I'm more scared that I'm going to be more stressed.
Why worry about what I cant control? I CAN'T
I just want to be a kid. I want to be care free. I have a job and I am going to college.
I just want to be free and not worry about college and not worry about trying to figure out my "job" my life goals.
I just want to breathe. I just need to breathe. What's so wrong with that?
I feel pressured. I can't deal with this.
I'm also apparently greedy selfish and completely unethical. Beyond my personal rights to be a human being of diligent responsibility. I've been doing a lot of what my parents did. I don't want to be my parents and at the same time I don't want to be the kid that turned out wacko from too much stress.
I'm complaining and venting. I'm nothing but stress on my parents. I add more than needed. Yet my habits aren't good.

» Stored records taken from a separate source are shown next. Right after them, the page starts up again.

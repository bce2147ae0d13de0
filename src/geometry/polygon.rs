//! Pure polygon helpers used by hit-testing and the renderer.
//!
//! All functions accept any vertex sequence, including self-intersecting and zero-area ones,
//! and return a defined value without panicking.

use crate::foundation::core::Point;

/// Axis-aligned bounds of a point set.
#[derive(Clone, Copy, Debug, PartialEq, serde::Serialize)]
pub struct BoundingBox {
    pub min_x: f64,
    pub max_x: f64,
    pub min_y: f64,
    pub max_y: f64,
}

impl BoundingBox {
    pub fn width(&self) -> f64 {
        self.max_x - self.min_x
    }

    pub fn height(&self) -> f64 {
        self.max_y - self.min_y
    }

    /// Inclusive containment test.
    pub fn contains(&self, p: Point) -> bool {
        p.x >= self.min_x && p.x <= self.max_x && p.y >= self.min_y && p.y <= self.max_y
    }
}

/// Even-odd ray casting test.
///
/// Edges whose endpoints lie on the same side of the horizontal line through `point` are
/// skipped, which also rules out the zero-height edges that would otherwise divide by zero.
pub fn point_in_polygon(point: Point, vertices: &[Point]) -> bool {
    let n = vertices.len();
    if n < 3 {
        return false;
    }

    let mut inside = false;
    let mut j = n - 1;
    for i in 0..n {
        let (pi, pj) = (vertices[i], vertices[j]);
        if (pi.y > point.y) != (pj.y > point.y) {
            let x_cross = (pj.x - pi.x) * (point.y - pi.y) / (pj.y - pi.y) + pi.x;
            if point.x < x_cross {
                inside = !inside;
            }
        }
        j = i;
    }
    inside
}

/// Bounds of `points`. An empty slice yields a zero box at the origin.
pub fn bounding_box(points: &[Point]) -> BoundingBox {
    let Some(first) = points.first() else {
        return BoundingBox {
            min_x: 0.0,
            max_x: 0.0,
            min_y: 0.0,
            max_y: 0.0,
        };
    };

    points.iter().skip(1).fold(
        BoundingBox {
            min_x: first.x,
            max_x: first.x,
            min_y: first.y,
            max_y: first.y,
        },
        |bb, p| BoundingBox {
            min_x: bb.min_x.min(p.x),
            max_x: bb.max_x.max(p.x),
            min_y: bb.min_y.min(p.y),
            max_y: bb.max_y.max(p.y),
        },
    )
}

/// Euclidean distance.
#[inline]
pub fn distance(a: Point, b: Point) -> f64 {
    (a - b).hypot()
}

/// Arithmetic mean of the vertices.
pub fn centroid(points: &[Point]) -> Point {
    if points.is_empty() {
        return Point::ORIGIN;
    }
    let n = points.len() as f64;
    let (sx, sy) = points
        .iter()
        .fold((0.0, 0.0), |(sx, sy), p| (sx + p.x, sy + p.y));
    Point::new(sx / n, sy / n)
}

#[cfg(test)]
#[path = "../../tests/unit/geometry/polygon.rs"]
mod tests;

I used to cut. Self harm. I didn't seek help I fought the battle on my own. Now I keep getting stress sick. My mouth and stomach can't take it anymore. I just need to breathe!!!!!!!!!
Why can't I?
Because I'm in water drowning.
Never hearing the songs of life around me. I will continue to fight and struggle against the waves of torture and salt. I will continue to try and breath underwater. At some point though, I'll want to give up.
Just someone send me a life ring and let me be calm and restful during a storm. Give me a chance to catch my breathe and even think.
Let me be me. Not a pressured girl forced into society.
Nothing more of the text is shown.